[Stored data]
┌────────

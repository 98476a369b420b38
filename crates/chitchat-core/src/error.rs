//! Error types for the session core.
//!
//! [`SessionError`] is what the view layer sees in its error slot. Every kind
//! is recoverable locally; none of them end the process.

use chitchat_proto::PeerId;
use thiserror::Error;

use crate::lifecycle::SessionState;

/// User-facing session errors.
#[derive(Error, Debug, Clone, PartialEq, Eq)]
pub enum SessionError {
    /// Requested identity is already registered with the broker.
    #[error("identity {id} is already taken")]
    IdentityCollision {
        /// The identity that collided
        id: PeerId,
    },

    /// Local or remote identity failed validation.
    #[error("invalid identity: {reason}")]
    InvalidIdentity {
        /// Why the identity was rejected
        reason: String,
    },

    /// Transport failed during bring-up or data exchange.
    #[error("transport error: {0}")]
    TransportError(String),

    /// Operation needs a live local endpoint.
    #[error("local endpoint is not ready")]
    EndpointNotReady,

    /// Remote identity could not be reached.
    #[error("peer {peer} is unavailable")]
    PeerUnavailable {
        /// The unreachable peer
        peer: PeerId,
    },

    /// Operation needs a connected peer session.
    #[error("no connected peer")]
    NotConnected,

    /// Message payload is empty.
    #[error("message is empty")]
    EmptyPayload,

    /// Transport rejected an outbound frame.
    #[error("send failed: {0}")]
    SendFailure(String),

    /// File exceeds the configured limit.
    #[error("file too large: {size} bytes (max {max})")]
    FileTooLarge {
        /// File size in bytes
        size: u64,
        /// Maximum allowed size in bytes
        max: u64,
    },

    /// Reading the selected file failed.
    #[error("failed to read file: {0}")]
    FileReadError(String),
}

impl SessionError {
    /// Message suitable for display in the view layer.
    pub fn user_message(&self) -> String {
        match self {
            Self::IdentityCollision { .. } => {
                "This ID is already taken. Please choose another one.".to_string()
            },
            Self::InvalidIdentity { reason } => reason.clone(),
            Self::TransportError(_) => "Connection error. Please try again.".to_string(),
            Self::EndpointNotReady => "Your ID is still being set up. Please wait.".to_string(),
            Self::PeerUnavailable { peer } => {
                format!("Could not reach {peer}. Check the ID and try again.")
            },
            Self::NotConnected => "Connect to a peer before sending.".to_string(),
            Self::EmptyPayload => "Message is empty.".to_string(),
            Self::SendFailure(_) => "Message could not be delivered.".to_string(),
            Self::FileTooLarge { max, .. } => {
                format!("File is too large (max {}).", display_size(*max))
            },
            Self::FileReadError(_) => "Could not read the selected file.".to_string(),
        }
    }

    /// Returns true if repeating the same action later may succeed.
    ///
    /// Validation failures never succeed on retry without user changes.
    pub fn is_retryable(&self) -> bool {
        matches!(
            self,
            Self::TransportError(_)
                | Self::EndpointNotReady
                | Self::PeerUnavailable { .. }
                | Self::SendFailure(_)
        )
    }
}

/// Illegal lifecycle transition.
#[derive(Error, Debug, Clone, Copy, PartialEq, Eq)]
pub enum LifecycleError {
    /// Transition not allowed from the current state.
    #[error("invalid transition: {from:?} -> {to:?}")]
    InvalidTransition {
        /// Current state
        from: SessionState,
        /// Requested state
        to: SessionState,
    },
}

/// Message log (de)serialization errors.
#[derive(Error, Debug, Clone, PartialEq, Eq)]
pub enum LogError {
    /// Stored log could not be parsed.
    #[error("corrupt message log: {0}")]
    Corrupt(String),

    /// Log could not be serialized.
    #[error("failed to encode message log: {0}")]
    Encode(String),
}

/// Human-readable size in binary units, labelled MB/KB as users expect.
///
/// Whole multiples print without decimals, anything else with one.
fn display_size(bytes: u64) -> String {
    const KIB: u64 = 1024;
    const MIB: u64 = 1024 * KIB;

    let (unit, label) = match bytes {
        b if b >= MIB => (MIB, "MB"),
        b if b >= KIB => (KIB, "KB"),
        _ => return format!("{bytes} bytes"),
    };

    if bytes % unit == 0 {
        format!("{} {label}", bytes / unit)
    } else {
        format!("{:.1} {label}", bytes as f64 / unit as f64)
    }
}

└────────

What you will do =>
Please return every line from the first one in the records above down to the line containing "with the broker.", including both, exactly as written and nothing more.

Result of this exercise =>
repository 98476a369b420b38
filename crates/chitchat-core/src/error.rs
//! Error types for the session core.
//!
//! [`SessionError`] is what the view layer sees in its error slot. Every kind
//! is recoverable locally; none of them end the process.

use chitchat_proto::PeerId;
use thiserror::Error;

use crate::lifecycle::SessionState;

/// User-facing session errors.
#[derive(Error, Debug, Clone, PartialEq, Eq)]
pub enum SessionError {
    /// Requested identity is already registered with the broker.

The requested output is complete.